In this work, several scientific contributions that have demonstrated good results and provided good methods in the field of face recognition are being considered with some modifications in order to pick the most effective solution and ensure that the recognition performance is extremely interesting compared to the state-of-the-art.
We would like to develop a face recognition system that will be used within a class as an attendance system to mark presence of lecturers and students.
Data set
We will be using two different datasets, one for the PCA method, and another custom Dataset of faces for the CNN approach.
Olivetti dataset
https://scikit-learn.org/0.19/datasets/olivetti_faces.html
Olivetti is a face images dataset that was made between 1992 and 1994 at AT&T Laboratories Cambridge. It contains 10 different images of 40 distinct people with 400 face images.
Besides the fact that the images have the same background and same size, the images were converted to gray level and pixel values were scaled from 0 to 1.
This dataset will be our main reference for the rest of this study. Testing and Training subsets will be made from it.
When displaying the 10 pictures of each folder, we can see that the 10 images contains different facial expressions and lighting of the subjects.
As our machine learning models will need vectors, we use numpy reshape function we transform our data from a (400, 64, 64) array of images into a (400, 4096) vector.
Then we split the data into training and testing: 70% or 7 images per subject as training and 30% or 3 images per subject as testing subsets.
Made dataset
I used my pictures and those of 3 of my colleagues’ pictures along with some known actors from my favorite series “La Casa De Papel” to make a dataset of 10 subjects with about 10 pictures each.
Methodology
Our purpose is to make a facial recognition system which needs as less training data as possible.

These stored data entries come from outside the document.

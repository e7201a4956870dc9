/// Control actions supported by the Newton solver.
#[derive(Debug, Clone, Copy, PartialEq, Eq)]
pub enum Action {
    /// Stop the solver early and return the newest iterate as the root.
    StopEarly,
}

The main reason behind this constraint is the fact that it is more useful for a supervisor to have train the model with one or few pictures for each student rather than having to make a large Dataset with many images for the same person.
We will be comparing two main face classification models, PCA dimensionality reduction, and pretrained CNNs.
To perform face recognition, the following steps will be followed:
- Detecting all faces included in the image (face detection).
- Cropping the faces and extracting their features.
- Applying a suitable facial recognition algorithm to compare faces with the database of students and lecturers.
- Providing a file recording the identified attendants.
Using PCA and different classifiers to recognize faces
The purpose of the following study will be to perform facial recognition using six different classification models to see which one can be the best candidate to be used as an attendance system.
Principal Components Analysis
The first step is to normalise all faces of the training set by removing any common features between these faces, so that every face is left with only its unique features. This is going to be done by removing the average face (mean of pixels over the dataset) from each face.
Our vectors of images will include 64x64=4096 components for each image. These vectors will be created by converting the 2-dimensional image into a one vector by aligning the pixels.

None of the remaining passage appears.